Lost & Found is HOTTEA‘s latest project. It took place in Minneapolis, where HOTTEA had found a disused tennis court without a net. With a bit (okay, a lot) of yarn, HOTTEA was able to at least temporarily make the court usable again for tennis. Here’s a timelapse video of the piece being made:
But the story doesn’t end there. HOTTEA’s work actually seems to have made a bit of an impact on at least two local residents. Here’s the story in HOTTEA’s words:
After the net was complete I rounded up some of the local youth to come try it out, tennis racquet’s and all. They loved it! Mission complete. 🙂 I ended up giving the tennis racquets to one of the locals that had a sincere interest to play tennis.

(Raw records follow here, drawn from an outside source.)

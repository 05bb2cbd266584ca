//! Status normalization, device adapters and polling for Husqvarna
//! Automower robots.
//!
//! This crate sits between `automower-api` and a host (the `automower`
//! CLI, or any embedding home-automation hub):
//!
//! - **[`Mower`]**: Device adapter for one robot. Fetches snapshots,
//!   reconciles the sticky display status, and issues guarded control
//!   verbs (`turn_on`, `turn_off`, `start_pause`, `return_to_base`).
//!
//! - **[`StatusTracker`]**: The display status state machine. A control
//!   command puts it into a pending transition that survives polls until
//!   the vendor's `storedTimestamp` changes.
//!
//! - **[`normalize_attributes`]**: Key-sorted, filtered attribute view
//!   of a raw snapshot with timestamps converted to UTC.
//!
//! - **[`MowerRegistry`]**: Explicit per-account collection, built by
//!   [`connect()`] or [`MowerRegistry::discover`]. [`poller::run`] drives
//!   it on an interval.
//!
//! - **Host seams**: [`MowerApi`] / [`MowerAccount`] for the vendor side,
//!   [`LocationSink`] for device trackers.

pub mod api;
pub mod attributes;
pub mod catalog;
pub mod config;
pub mod error;
pub mod model;
pub mod mower;
pub mod normalize;
pub mod poller;
pub mod registry;
pub mod tracker;

// ── Primary re-exports ──────────────────────────────────────────────
pub use api::{MowerAccount, MowerApi};
pub use attributes::{AttributeValue, Attributes, normalize_attributes, normalize_timestamp};
pub use config::HubConfig;
pub use error::CoreError;
pub use model::{
    Location, MowerIdentity, MowerSnapshot, MowerState, MowerStatus, SupportedFeatures,
};
pub use mower::{CommandOutcome, Mower, MowerSettings, PollOutcome};
pub use normalize::{DisplayState, Freshness, StatusTracker, Transition};
pub use registry::{Hub, MowerRegistry, PollReport, connect};
pub use tracker::{LocationSink, LocationUpdate, TrackerAttributes};

// Vendor types that appear in this crate's public API.
pub use automower_api::{ControlCommand, Endpoints, RawStatus, RobotClient, RobotInfo};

I came back a few days later to check up on the net and I happened to run into him again. His name is Abnan. He told me this wonderful story about what had happened to him earlier that day….

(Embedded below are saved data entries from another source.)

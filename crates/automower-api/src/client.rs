// AMC account client
//
// Wraps `reqwest::Client` with endpoint construction, session handling,
// and response decoding. Robot-scoped calls live on `RobotClient`,
// which this client constructs after login.

use serde::de::DeserializeOwned;
use tracing::debug;

use crate::auth::{Endpoints, Session, join, preview};
use crate::error::Error;
use crate::models::RobotInfo;
use crate::robot::RobotClient;
use crate::transport::TransportConfig;

/// Account-level client for the AMC cloud API.
///
/// Handles login and robot discovery. Each mower is then driven through
/// its own [`RobotClient`], built from the authenticated session by
/// [`select_robot`](Self::select_robot).
#[derive(Debug)]
pub struct AmcClient {
    http: reqwest::Client,
    endpoints: Endpoints,
    transport: TransportConfig,
    session: Option<Session>,
}

impl AmcClient {
    /// Create an unauthenticated client.
    pub fn new(endpoints: Endpoints, transport: &TransportConfig) -> Result<Self, Error> {
        let http = transport.build_client()?;
        Ok(Self::with_client(http, endpoints, transport.clone()))
    }

    /// Create a client around a pre-built `reqwest::Client`.
    pub fn with_client(
        http: reqwest::Client,
        endpoints: Endpoints,
        transport: TransportConfig,
    ) -> Self {
        Self {
            http,
            endpoints,
            transport,
            session: None,
        }
    }

    /// The underlying HTTP client.
    pub fn http(&self) -> &reqwest::Client {
        &self.http
    }

    pub fn endpoints(&self) -> &Endpoints {
        &self.endpoints
    }

    pub fn transport(&self) -> &TransportConfig {
        &self.transport
    }

    /// `true` once [`login`](Self::login) has succeeded.
    pub fn is_authenticated(&self) -> bool {
        self.session.is_some()
    }

    pub(crate) fn set_session(&mut self, session: Session) {
        self.session = Some(session);
    }

    pub(crate) fn take_session(&mut self) -> Option<Session> {
        self.session.take()
    }

    fn session(&self) -> Result<&Session, Error> {
        self.session.as_ref().ok_or(Error::NotAuthenticated)
    }

    // ── Endpoints ────────────────────────────────────────────────────

    /// List the mowers registered to the account.
    ///
    /// `GET {api_url}/mowers`
    pub async fn list_robots(&self) -> Result<Vec<RobotInfo>, Error> {
        let session = self.session()?;
        let url = join(&self.endpoints.api_url, "mowers")?;
        debug!("GET {}", url);

        let resp = session
            .authorize(self.http.get(url))
            .send()
            .await
            .map_err(|e| self.transport.send_error(e))?;
        decode(resp).await
    }

    /// Build an independent client bound to one mower.
    ///
    /// The returned handle carries its own copy of the session token and
    /// shares only the connection pool with this client.
    pub fn select_robot(&self, robot_id: &str) -> Result<RobotClient, Error> {
        let session = self.session()?.clone();
        debug!(robot_id, "selecting robot");
        Ok(RobotClient::new(
            self.http.clone(),
            self.endpoints.api_url.clone(),
            self.transport.clone(),
            session,
            robot_id.to_owned(),
        ))
    }
}

// ── Response handling ────────────────────────────────────────────────

/// Fail on non-success status codes, mapping 401/403 to authentication
/// errors.
pub(crate) async fn check_status(resp: reqwest::Response) -> Result<reqwest::Response, Error> {
    let status = resp.status();
    if status.is_success() {
        return Ok(resp);
    }

    let body = resp.text().await.unwrap_or_default();
    if status == reqwest::StatusCode::UNAUTHORIZED || status == reqwest::StatusCode::FORBIDDEN {
        return Err(Error::Authentication {
            message: format!("token rejected (HTTP {status})"),
        });
    }

    Err(Error::Api {
        status: status.as_u16(),
        message: preview(&body).to_owned(),
    })
}

/// Check the status and decode the JSON body.
pub(crate) async fn decode<T: DeserializeOwned>(resp: reqwest::Response) -> Result<T, Error> {
    let resp = check_status(resp).await?;
    let body = resp.text().await.map_err(Error::Transport)?;

    serde_json::from_str(&body).map_err(|e| Error::Deserialization {
        message: format!("{e} (body preview: {:?})", preview(&body)),
        body,
    })
}

#[cfg(test)]
mod tests {
    use super::*;

    #[test]
    fn select_robot_requires_login() {
        let client = AmcClient::with_client(
            reqwest::Client::new(),
            Endpoints::default(),
            TransportConfig::default(),
        );
        assert!(!client.is_authenticated());
        assert!(matches!(
            client.select_robot("123"),
            Err(Error::NotAuthenticated)
        ));
    }
}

He and a friend were playing tennis with the newly installed net and a gentelman stopped by and told Abnan if he and his friend came back later that day at 4:00 he would give them both new racquet’s to play with. Sure enough Abnan and his friend showed up and the man kept his word and gave them both brand new racquet’s and a few tennis balls. I couldn’t have been more excited after he had told me the story.
After hearing Mike Lydon speak about tactical urbanism at Living Walls last week, it’s great to see a street artist trying it out a bit and succeeding so fantastically with such a simple intervention. Street art that improves public space is pretty much the best kind of street art.